Task goal:
Write out again, exactly, the lines below starting at the one with "-> Result<PublicAddress, OrchestratorError>" and ending at the one with "-> Result<NetworkInterface, OrchestratorError>".

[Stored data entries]
- Opening Delimiter -
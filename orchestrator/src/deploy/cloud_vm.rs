//! Provision a cloud VM and deploy the stack onto it

use crate::deploy::{
    install_runtime_step, start_stack_step, upload_stack_step, wait_services_step,
    wait_ssh_step, DeploySession,
};
use crate::pipeline::{Pipeline, StepDefinition};

pub fn steps() -> Pipeline<DeploySession> {
    Pipeline::new("cloud-vm")
        .step(StepDefinition::new(
            "ensure-resource-group",
            "Ensuring resource group",
            |s: &mut DeploySession, em| {
                Box::pin(async move {
                    let provisioner = s.provisioner()?.clone();
                    let group = provisioner.ensure_resource_group(&mut s.ctx).await?;
                    em.info(format!("Resource group {} in {}", group.name, group.location))
                        .await;
                    Ok(())
                })
            },
        ))
        .step(StepDefinition::new(
            "ensure-network",
            "Ensuring virtual network",
            |s: &mut DeploySession, _em| {
                Box::pin(async move {
                    let provisioner = s.provisioner()?.clone();
                    provisioner.ensure_network(&mut s.ctx).await.map(|_| ())
                })
            },
        ))
        .step(StepDefinition::new(
            "ensure-security-group",
            "Ensuring security group",
            |s: &mut DeploySession, _em| {
                Box::pin(async move {
                    let provisioner = s.provisioner()?.clone();
                    provisioner
                        .ensure_security_group(&mut s.ctx)
                        .await
                        .map(|_| ())
                })
            },
        ))
        .step(StepDefinition::new(
            "ensure-public-address",
            "Ensuring public address",
            |s: &mut DeploySession, _em| {
                Box::pin(async move {
                    let provisioner = s.provisioner()?.clone();
                    let scope = s.scope.clone();
                    provisioner
                        .ensure_public_address(&mut s.ctx, &scope)
                        .await
                        .map(|_| ())
                })
            },
        ))
        .step(StepDefinition::new(
            "ensure-interface",
            "Ensuring network interface",
            |s: &mut DeploySession, _em| {
                Box::pin(async move {
                    let provisioner = s.provisioner()?.clone();
                    provisioner.ensure_interface(&mut s.ctx).await.map(|_| ())
                })
            },
        ))
        .step(StepDefinition::new(
            "ensure-instance",
            "Ensuring compute instance",
            |s: &mut DeploySession, _em| {
                Box::pin(async move {
                    let provisioner = s.provisioner()?.clone();
                    provisioner.ensure_instance(&mut s.ctx).await.map(|_| ())
                })
            },
        ))
        .step(StepDefinition::new(
            "wait-instance",
            "Waiting for instance to run",
            |s: &mut DeploySession, em| {
                Box::pin(async move {
                    let provisioner = s.provisioner()?.clone();
                    provisioner
                        .wait_until_running(&s.ctx, &s.readiness.instance())
                        .await?;
                    provisioner.refresh_public_address(&mut s.ctx).await?;
                    let address = s.ctx.public_address()?;
                    em.info(format!("Instance reachable at {}", address)).await;
                    Ok(())
                })
            },
        ))
        .step(wait_ssh_step())
        .step(install_runtime_step())
        .step(upload_stack_step())
        .step(start_stack_step())
        .step(wait_services_step())
}
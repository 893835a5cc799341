//! Local filesystem helpers

pub mod file;
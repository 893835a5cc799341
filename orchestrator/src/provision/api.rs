//! Control-plane backend over the REST API

use async_trait::async_trait;
use control_plane_client::{
    ComputeInstance, InstanceSpec, InterfaceSpec, NetworkInterface, NetworkSpec, PowerState,
    PublicAddress, PublicAddressSpec, ResourceGroup, ResourceGroupSpec, SecurityGroup,
    SecurityGroupSpec, VirtualNetwork,
};
use secrecy::SecretString;
use serde::Deserialize;

use crate::errors::OrchestratorError;
use crate::http::client::HttpClient;
use crate::provision::ControlPlane;
use crate::storage::settings::CloudSettings;

/// Environment variable holding the API bearer token
pub const TOKEN_ENV_VAR: &str = "STACKPILOT_CLOUD_TOKEN";

#[derive(Debug, Deserialize)]
struct PowerStateResponse {
    state: String,
}

/// Typed REST backend
pub struct ApiBackend {
    client: HttpClient,
    subscription_id: String,
}

impl ApiBackend {
    pub fn new(client: HttpClient, subscription_id: impl Into<String>) -> Self {
        Self {
            client,
            subscription_id: subscription_id.into(),
        }
    }

    /// Build from settings, reading the token from [`TOKEN_ENV_VAR`]
    pub fn from_settings(settings: &CloudSettings) -> Result<Self, OrchestratorError> {
        let token = std::env::var(TOKEN_ENV_VAR)
            .ok()
            .filter(|t| !t.trim().is_empty())
            .ok_or_else(|| {
                OrchestratorError::ConfigError(format!("{} is not set", TOKEN_ENV_VAR))
            })?;
        Self::with_token(settings, SecretString::from(token))
    }

    pub fn with_token(
        settings: &CloudSettings,
        token: SecretString,
    ) -> Result<Self, OrchestratorError> {
        if settings.subscription_id.trim().is_empty() {
            return Err(OrchestratorError::ConfigError(
                "cloud.subscription_id is not set".to_string(),
            ));
        }
        let client = HttpClient::new(&settings.api_base_url, Some(token))?;
        Ok(Self::new(client, settings.subscription_id.clone()))
    }

    fn group_path(&self, group: &str) -> String {
        format!(
            "/subscriptions/{}/resource-groups/{}",
            self.subscription_id, group
        )
    }

    fn resource_path(&self, group: &str, kind: &str, name: &str) -> String {
        format!("{}/{}/{}", self.group_path(group), kind, name)
    }
}

#[async_trait]
impl ControlPlane for ApiBackend {
    fn backend_name(&self) -> &'static str {
        "api"
    }

    async fn get_resource_group(
        &self,
        name: &str,
    ) -> Result<Option<ResourceGroup>, OrchestratorError> {
        self.client.get_optional(&self.group_path(name)).await
    }

    async fn create_resource_group(
        &self,
        spec: &ResourceGroupSpec,
    ) -> Result<ResourceGroup, OrchestratorError> {
        self.client.put(&self.group_path(&spec.name), spec).await
    }

    async fn get_network(
        &self,
        resource_group: &str,
        name: &str,
    ) -> Result<Option<VirtualNetwork>, OrchestratorError> {
        self.client
            .get_optional(&self.resource_path(resource_group, "networks", name))
            .await
    }

    async fn create_network(&self, spec: &NetworkSpec) -> Result<VirtualNetwork, OrchestratorError> {
        self.client
            .put(
                &self.resource_path(&spec.resource_group, "networks", &spec.name),
                spec,
            )
            .await
    }

    async fn get_security_group(
        &self,
        resource_group: &str,
        name: &str,
    ) -> Result<Option<SecurityGroup>, OrchestratorError> {
        self.client
            .get_optional(&self.resource_path(resource_group, "security-groups", name))
            .await
    }

    async fn create_security_group(
        &self,
        spec: &SecurityGroupSpec,
    ) -> Result<SecurityGroup, OrchestratorError> {
        self.client
            .put(
                &self.resource_path(&spec.resource_group, "security-groups", &spec.name),
                spec,
            )
            .await
    }

    async fn get_public_address(
        &self,
        resource_group: &str,
        name: &str,
    ) -> Result<Option<PublicAddress>, OrchestratorError> {
        self.client
            .get_optional(&self.resource_path(resource_group, "public-addresses", name))
            .await
    }

    async fn create_public_address(
        &self,
        spec: &PublicAddressSpec,
    ) -> Result<PublicAddress, OrchestratorError> {
        self.client
            .put(
                &self.resource_path(&spec.resource_group, "public-addresses", &spec.name),
                spec,
            )
            .await
    }

    async fn get_interface(
        &self,
        resource_group: &str,
        name: &str,
    ) -> Result<Option<NetworkInterface>, OrchestratorError> {
        self.client
            .get_optional(&self.resource_path(resource_group, "interfaces", name))
            .await
    }

    async fn create_interface(
        &self,
        spec: &InterfaceSpec,
    ) -> Result<NetworkInterface, OrchestratorError> {
        self.client
            .put(
                &self.resource_path(&spec.resource_group, "interfaces", &spec.name),
                spec,
            )
            .await
    }

    async fn get_instance(
        &self,
        resource_group: &str,
        name: &str,
    ) -> Result<Option<ComputeInstance>, OrchestratorError> {
        self.client
            .get_optional(&self.resource_path(resource_group, "instances", name))
            .await
    }

    async fn create_instance(
        &self,
        spec: &InstanceSpec,
    ) -> Result<ComputeInstance, OrchestratorError> {
        self.client
            .put(
                &self.resource_path(&spec.resource_group, "instances", &spec.name),
                spec,
            )
            .await
    }

    async fn get_power_state(
        &self,
        resource_group: &str,
        name: &str,
    ) -> Result<PowerState, OrchestratorError> {
        let path = format!(
            "{}/power-state",
            self.resource_path(resource_group, "instances", name)
        );
        let response: PowerStateResponse = self.client.get(&path).await?;
        Ok(PowerState::parse(&response.state))
    }

    async fn delete_resource_group(&self, name: &str) -> Result<(), OrchestratorError> {
        self.client.delete(&self.group_path(name)).await
    }
}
- Closing Delimiter -
Expected answer:
    ) -> Result<PublicAddress, OrchestratorError> {
        self.client
            .put(
                &self.resource_path(&spec.resource_group, "public-addresses", &spec.name),
                spec,
            )
            .await
    }

    async fn get_interface(
        &self,
        resource_group: &str,
        name: &str,
    ) -> Result<Option<NetworkInterface>, OrchestratorError> {
        self.client
            .get_optional(&self.resource_path(resource_group, "interfaces", name))
            .await
    }

    async fn create_interface(
        &self,
        spec: &InterfaceSpec,
    ) -> Result<NetworkInterface, OrchestratorError> {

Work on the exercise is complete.